Selon les quotidiens Yoor-Yoor Bi et L’Observateur, l’homme d’affaires Tahirou Sarr, Ismaïla Ngom, frère de Farba Ngom, plusieurs hommes de main et diverses sociétés immobilières et professionnelles sont fortement impliquées dans ces « transactions suspectes » débusquées par la CENTIF à travers plusieurs rapports planqués sous le coude de l’ancien régime depuis belle lurette.
La valse des milliards (sans doute autour du foncier en général) est étourdissante entre la Holding Sofico (appartenant à Tahirou Sarr), les SCP (Société civile et professionnelle) Haba et Tidiania, une autre SCP appelée Doworou (propriété de Farba Ngom), Kantong Investment Sasu, la SCI (Société civile immobilière) Diamalaye… Des sommes faramineuses qui tombent dans des comptes bancaires individuels ou d’entreprises puis retirées et redirigées vers d’autres points de chute, « laissant supposer une tentative de dissimulation ou de manipulation des fonds » à des buts non avouables, écrit L’Obs.
Si le 11 août 2023, une somme de 17,188 milliards de francs CFA tombe dans un compte bancaire de Holding Sofico, cette même société effectue, le 16 août suivant, plusieurs virements de 1,5 milliard, 2,5 milliards, 1,5 milliards et 1,5 milliards « respectivement (pour) SCP Haba, SCP Tidiania, Kantong Investment Sasu et SCP Doworou, indique le quotidien Yoor-Yoor Bi.
Selon le même media, plusieurs déclarations d’opérations suspectes (DOS) ont été émises par des banques de la place.

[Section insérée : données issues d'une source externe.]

//! Layered cell naming.
//!
//! A display name comes from a fixed precedence chain, evaluated top-down per
//! mode. Sources are an explicit enum so the precedence rule is testable on
//! its own; resolution itself never fails: missing data degrades to the raw
//! reference string.

use rustc_hash::FxHashMap;
use serde::{Deserialize, Serialize};

use cellscope_common::{letters_to_column, CellAddr, CellRef, Coord};
use cellscope_io::WorkbookReader;

/// Which naming strategy the caller wants.
#[derive(Clone, Copy, Debug, Eq, PartialEq, Serialize, Deserialize)]
#[serde(rename_all = "lowercase")]
pub enum NameMode {
    /// Manual composition of context text and row/column labels.
    Component,
    /// Externally-supplied suggested names with manual-edit override.
    Generated,
}

/// Where a resolved name came from, highest precedence first per mode.
#[derive(Clone, Copy, Debug, Eq, PartialEq, Serialize, Deserialize)]
#[serde(rename_all = "kebab-case")]
pub enum NameSource {
    Manual,
    ManualEdit,
    Ai,
    Component,
    ComponentFallback,
    Fallback,
}

#[derive(Clone, Copy, Debug, Eq, PartialEq, Serialize, Deserialize)]
#[serde(rename_all = "lowercase")]
pub enum AiStatus {
    Success,
    Failed,
}

#[derive(Clone, Debug, PartialEq, Serialize, Deserialize)]
pub struct AiSuggestion {
    pub text: String,
    pub confidence: f64,
    pub status: AiStatus,
}

/// Per-sheet naming configuration.
#[derive(Clone, Copy, Debug, Default, PartialEq, Eq, Serialize, Deserialize)]
pub struct SheetNamingConfig {
    /// 1-based column whose cell in a node's row supplies the row label.
    pub label_column: Option<u32>,
    /// 1-based row whose cell in a node's column supplies the column label.
    pub label_row: Option<u32>,
}

/// Per-cell naming state, created lazily the first time configuration, AI
/// output, or resolution touches the cell.
#[derive(Clone, Debug, Default)]
pub struct CellNameOverride {
    pub context_text: Option<String>,
    pub manual_name: Option<String>,
    pub is_manually_edited: bool,
    pub ai: Option<AiSuggestion>,
    row_value_label: Option<String>,
    column_value_label: Option<String>,
    /// Distinguishes "labels computed, nothing there" from "not computed yet".
    labels_cached: bool,
}

/// A resolved display name.
#[derive(Clone, Debug, PartialEq, Serialize)]
pub struct ResolvedName {
    pub name: String,
    pub source: NameSource,
    /// Present only for `source == Ai`.
    #[serde(skip_serializing_if = "Option::is_none")]
    pub confidence: Option<f64>,
    /// The pieces a component name was joined from, in join order.
    #[serde(skip_serializing_if = "Vec::is_empty")]
    pub components: Vec<String>,
}

impl ResolvedName {
    fn fallback(reference: &CellRef) -> Self {
        ResolvedName {
            name: reference.to_string(),
            source: NameSource::Fallback,
            confidence: None,
            components: Vec::new(),
        }
    }
}

/// All naming state for one session.
#[derive(Debug, Default)]
pub struct NamingState {
    configs: FxHashMap<String, SheetNamingConfig>,
    overrides: FxHashMap<CellAddr, CellNameOverride>,
}

impl NamingState {
    pub fn sheet_config(&self, sheet: &str) -> SheetNamingConfig {
        self.configs.get(sheet).copied().unwrap_or_default()
    }

    pub fn configs(&self) -> impl Iterator<Item = (&String, &SheetNamingConfig)> {
        self.configs.iter()
    }

    /// Set the label column for a sheet and drop every cached label derived
    /// from that sheet's previous configuration. Already-visible nodes pick
    /// the new labels up on their next resolution; no re-expansion needed.
    pub fn set_label_column(&mut self, sheet: &str, column: u32) {
        self.configs
            .entry(sheet.to_string())
            .or_default()
            .label_column = Some(column);
        self.invalidate_sheet_labels(sheet);
    }

    pub fn set_label_row(&mut self, sheet: &str, row: u32) {
        self.configs.entry(sheet.to_string()).or_default().label_row = Some(row);
        self.invalidate_sheet_labels(sheet);
    }

    fn invalidate_sheet_labels(&mut self, sheet: &str) {
        for (addr, entry) in self.overrides.iter_mut() {
            if addr.sheet == sheet {
                entry.row_value_label = None;
                entry.column_value_label = None;
                entry.labels_cached = false;
            }
        }
    }

    /// Scoped to exactly one cell; siblings keep their cached labels.
    pub fn set_context_text(&mut self, addr: CellAddr, text: &str) {
        let entry = self.overrides.entry(addr).or_default();
        entry.context_text = if text.trim().is_empty() {
            None
        } else {
            Some(text.trim().to_string())
        };
    }

    /// A manual name is terminal in component mode and, via the edit flag,
    /// wins generated mode too.
    pub fn set_manual_name(&mut self, addr: CellAddr, name: &str) {
        let entry = self.overrides.entry(addr).or_default();
        entry.manual_name = Some(name.trim().to_string());
        entry.is_manually_edited = true;
    }

    pub fn record_ai_suggestion(&mut self, addr: CellAddr, suggestion: AiSuggestion) {
        self.overrides.entry(addr).or_default().ai = Some(suggestion);
    }

    /// Cells of a sheet that already carry an AI suggestion or a manual edit.
    pub fn ai_processed_cells(&self, sheet: &str) -> Vec<String> {
        let mut cells: Vec<String> = self
            .overrides
            .iter()
            .filter(|(addr, entry)| {
                addr.sheet == sheet && (entry.ai.is_some() || entry.is_manually_edited)
            })
            .map(|(addr, _)| addr.to_string())
            .collect();
        cells.sort();
        cells
    }

    /// Resolve a display name. Reader failures while fetching labels degrade
    /// to "no label"; this function never errors.
    pub fn resolve<B: WorkbookReader>(
        &mut self,
        reader: &mut B,
        sheets: &[String],
        reference: &CellRef,
        mode: NameMode,
    ) -> ResolvedName {
        let Some(addr) = (!reference.is_external())
            .then(|| reference.addr())
            .flatten()
        else {
            // Ranges and external references only ever fall back.
            return ResolvedName::fallback(reference);
        };

        self.ensure_labels(reader, sheets, &addr);
        let untouched = CellNameOverride::default();
        let entry = self.overrides.get(&addr).unwrap_or(&untouched);

        match mode {
            NameMode::Component => component_name(entry, reference),
            NameMode::Generated => {
                if entry.is_manually_edited {
                    if let Some(name) = &entry.manual_name {
                        return ResolvedName {
                            name: name.clone(),
                            source: NameSource::ManualEdit,
                            confidence: None,
                            components: Vec::new(),
                        };
                    }
                }
                if let Some(ai) = &entry.ai {
                    if ai.status == AiStatus::Success {
                        return ResolvedName {
                            name: ai.text.clone(),
                            source: NameSource::Ai,
                            confidence: Some(ai.confidence),
                            components: Vec::new(),
                        };
                    }
                }
                let mut resolved = component_name(entry, reference);
                if resolved.source == NameSource::Component {
                    resolved.source = NameSource::ComponentFallback;
                }
                resolved
            }
        }
    }

    /// Compute and cache the row/column value labels for one cell, once per
    /// configuration epoch.
    fn ensure_labels<B: WorkbookReader>(
        &mut self,
        reader: &mut B,
        sheets: &[String],
        addr: &CellAddr,
    ) {
        let config = self.sheet_config(&addr.sheet);
        if config.label_column.is_none() && config.label_row.is_none() {
            return;
        }
        let cached = self
            .overrides
            .get(addr)
            .map(|e| e.labels_cached)
            .unwrap_or(false);
        if cached {
            return;
        }

        let row_label = config
            .label_column
            .and_then(|col| read_label(reader, sheets, &addr.sheet, addr.coord.row, col));
        let column_label = config
            .label_row
            .and_then(|row| read_label(reader, sheets, &addr.sheet, row, addr.coord.col));

        let entry = self.overrides.entry(addr.clone()).or_default();
        entry.row_value_label = row_label;
        entry.column_value_label = column_label;
        entry.labels_cached = true;
    }
}

fn component_name(entry: &CellNameOverride, reference: &CellRef) -> ResolvedName {
    if let Some(name) = &entry.manual_name {
        return ResolvedName {
            name: name.clone(),
            source: NameSource::Manual,
            confidence: None,
            components: Vec::new(),
        };
    }
    let components: Vec<String> = [
        entry.context_text.as_deref(),
        entry.row_value_label.as_deref(),
        entry.column_value_label.as_deref(),
    ]
    .into_iter()
    .flatten()
    .map(str::to_string)
    .collect();
    if components.is_empty() {
        return ResolvedName::fallback(reference);
    }
    ResolvedName {
        name: components.join(" "),
        source: NameSource::Component,
        confidence: None,
        components,
    }
}

fn read_label<B: WorkbookReader>(
    reader: &mut B,
    sheets: &[String],
    sheet: &str,
    row: u32,
    col: u32,
) -> Option<String> {
    if !sheets.iter().any(|s| s == sheet) {
        return None;
    }
    let coord = Coord::try_new(row, col).ok()?;
    match reader.cell(sheet, coord) {
        Ok(Some(snapshot)) => snapshot.value.label_text(),
        Ok(None) => None,
        Err(_) => None,
    }
}

/// Parse a column letter for configuration input.
pub fn parse_label_column(letters: &str) -> Option<u32> {
    letters_to_column(letters.trim())
}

L’une d’elles, du 6 décembre 2022, alerte sur une transaction d’environ 7 milliards de francs CFA en faveur de Mega Business Solutions, une société de Tahirou Sarr.
L'homme d'affaires Tahirou Sarr
Seydou alias Tahirou Sarr est la principale figure affairiste du régime précédent. Son nom et ses activités ont été impliqués dans divers dossiers qui ont tenu l’opinion en haleine au cours de ces dernières années. Le plus récent, révélé par le premier ministre Ousmane Sonko lors de sa déclaration de politique générale du 27 décembre 2024, concerne la maison de fonction officielle du président de l’assemblée nationale sise à Fann Résidence qu’il a obtenue par troc avec un terrain situé dans la commune de Yoff. Tahirou Sarr est aussi un des protagonistes de l’affaire dite des « 94 milliards » relative à une affaire foncière…
Ce jeudi 16 janvier 2025, l’assemblée nationale met en place une commission ad hoc pour statuer sur la levée de l’immunité parlementaire de Mouhamadou Ngom dit Farba Ngom. Mais cette commission ne sera validée qu’après une séance plénière prévue le 17 janvier. Les résultats de l’instruction du dossier par la commission ad hoc seront soumis à une autre plénière qui décidera (ou non) d’ôter toute protection au parlementaire visé. [IMPACT.SN]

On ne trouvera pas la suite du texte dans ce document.